(Saved entries)
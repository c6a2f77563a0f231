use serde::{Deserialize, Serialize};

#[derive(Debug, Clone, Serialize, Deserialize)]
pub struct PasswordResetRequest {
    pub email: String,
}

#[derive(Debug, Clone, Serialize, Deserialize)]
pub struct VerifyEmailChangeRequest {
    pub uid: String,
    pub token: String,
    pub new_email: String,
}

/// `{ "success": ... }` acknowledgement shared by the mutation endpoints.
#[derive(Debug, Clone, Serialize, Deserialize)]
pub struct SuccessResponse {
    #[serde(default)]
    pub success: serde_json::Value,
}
--
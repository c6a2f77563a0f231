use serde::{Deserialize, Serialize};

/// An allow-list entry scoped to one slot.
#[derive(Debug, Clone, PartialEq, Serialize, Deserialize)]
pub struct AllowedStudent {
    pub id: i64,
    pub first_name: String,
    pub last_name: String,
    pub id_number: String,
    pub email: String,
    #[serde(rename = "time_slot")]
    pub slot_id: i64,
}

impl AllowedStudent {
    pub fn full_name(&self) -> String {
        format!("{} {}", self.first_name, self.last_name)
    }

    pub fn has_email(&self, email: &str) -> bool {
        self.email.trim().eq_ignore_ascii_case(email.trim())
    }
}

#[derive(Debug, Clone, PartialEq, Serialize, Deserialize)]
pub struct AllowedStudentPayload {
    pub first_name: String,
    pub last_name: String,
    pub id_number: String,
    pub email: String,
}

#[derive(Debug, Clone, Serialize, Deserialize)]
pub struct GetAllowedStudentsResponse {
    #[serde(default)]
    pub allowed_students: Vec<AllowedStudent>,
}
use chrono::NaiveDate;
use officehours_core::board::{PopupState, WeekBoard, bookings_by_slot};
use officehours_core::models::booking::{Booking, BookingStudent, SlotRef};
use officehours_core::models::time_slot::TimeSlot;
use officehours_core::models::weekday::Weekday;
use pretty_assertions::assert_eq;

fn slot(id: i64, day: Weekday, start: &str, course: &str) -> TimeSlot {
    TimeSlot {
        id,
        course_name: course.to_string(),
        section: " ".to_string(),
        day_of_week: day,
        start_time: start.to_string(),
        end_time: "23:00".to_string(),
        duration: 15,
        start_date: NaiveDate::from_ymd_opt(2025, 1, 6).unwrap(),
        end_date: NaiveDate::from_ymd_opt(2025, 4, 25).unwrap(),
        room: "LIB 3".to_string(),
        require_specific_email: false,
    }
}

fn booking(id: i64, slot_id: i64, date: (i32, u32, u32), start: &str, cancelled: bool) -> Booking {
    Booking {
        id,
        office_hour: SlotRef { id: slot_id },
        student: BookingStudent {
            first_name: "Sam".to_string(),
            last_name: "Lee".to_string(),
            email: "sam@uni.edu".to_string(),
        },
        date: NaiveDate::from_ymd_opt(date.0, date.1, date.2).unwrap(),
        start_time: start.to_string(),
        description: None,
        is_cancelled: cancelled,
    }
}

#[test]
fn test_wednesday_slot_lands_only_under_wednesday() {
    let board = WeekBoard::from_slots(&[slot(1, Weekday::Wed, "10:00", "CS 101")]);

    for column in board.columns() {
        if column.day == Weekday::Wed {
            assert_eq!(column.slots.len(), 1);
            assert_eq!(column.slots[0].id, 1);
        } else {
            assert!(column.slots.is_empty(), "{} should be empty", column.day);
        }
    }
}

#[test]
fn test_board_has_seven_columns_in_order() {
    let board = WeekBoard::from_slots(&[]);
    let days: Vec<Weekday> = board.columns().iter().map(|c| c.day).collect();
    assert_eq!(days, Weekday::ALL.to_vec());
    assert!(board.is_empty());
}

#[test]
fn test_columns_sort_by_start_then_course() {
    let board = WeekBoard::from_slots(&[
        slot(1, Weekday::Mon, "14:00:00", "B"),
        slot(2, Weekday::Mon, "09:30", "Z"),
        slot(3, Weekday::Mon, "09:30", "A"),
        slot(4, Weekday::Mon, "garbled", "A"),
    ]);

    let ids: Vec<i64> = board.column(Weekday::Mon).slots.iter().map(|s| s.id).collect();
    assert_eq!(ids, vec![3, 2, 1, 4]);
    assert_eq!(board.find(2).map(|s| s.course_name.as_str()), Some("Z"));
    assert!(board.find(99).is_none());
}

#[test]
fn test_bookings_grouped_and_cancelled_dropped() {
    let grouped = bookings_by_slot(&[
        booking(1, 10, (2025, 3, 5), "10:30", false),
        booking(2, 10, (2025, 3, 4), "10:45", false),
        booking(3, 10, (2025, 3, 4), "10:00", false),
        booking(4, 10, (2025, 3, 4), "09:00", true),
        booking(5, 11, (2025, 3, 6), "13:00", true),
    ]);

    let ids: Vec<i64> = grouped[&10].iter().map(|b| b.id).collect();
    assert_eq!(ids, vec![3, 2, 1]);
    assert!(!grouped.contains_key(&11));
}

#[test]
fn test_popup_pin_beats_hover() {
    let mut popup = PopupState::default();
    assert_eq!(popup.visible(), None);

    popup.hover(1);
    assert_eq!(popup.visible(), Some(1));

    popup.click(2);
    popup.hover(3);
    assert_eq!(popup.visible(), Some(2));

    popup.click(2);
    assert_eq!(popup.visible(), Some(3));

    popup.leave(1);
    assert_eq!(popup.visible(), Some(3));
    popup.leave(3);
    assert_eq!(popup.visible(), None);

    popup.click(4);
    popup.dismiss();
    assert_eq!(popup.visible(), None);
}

## [WORK INSTRUCTION]
The lines above that hold the word "false" need counting; write the count and nothing more.

## [ANSWER TO THE PROBLEM]
4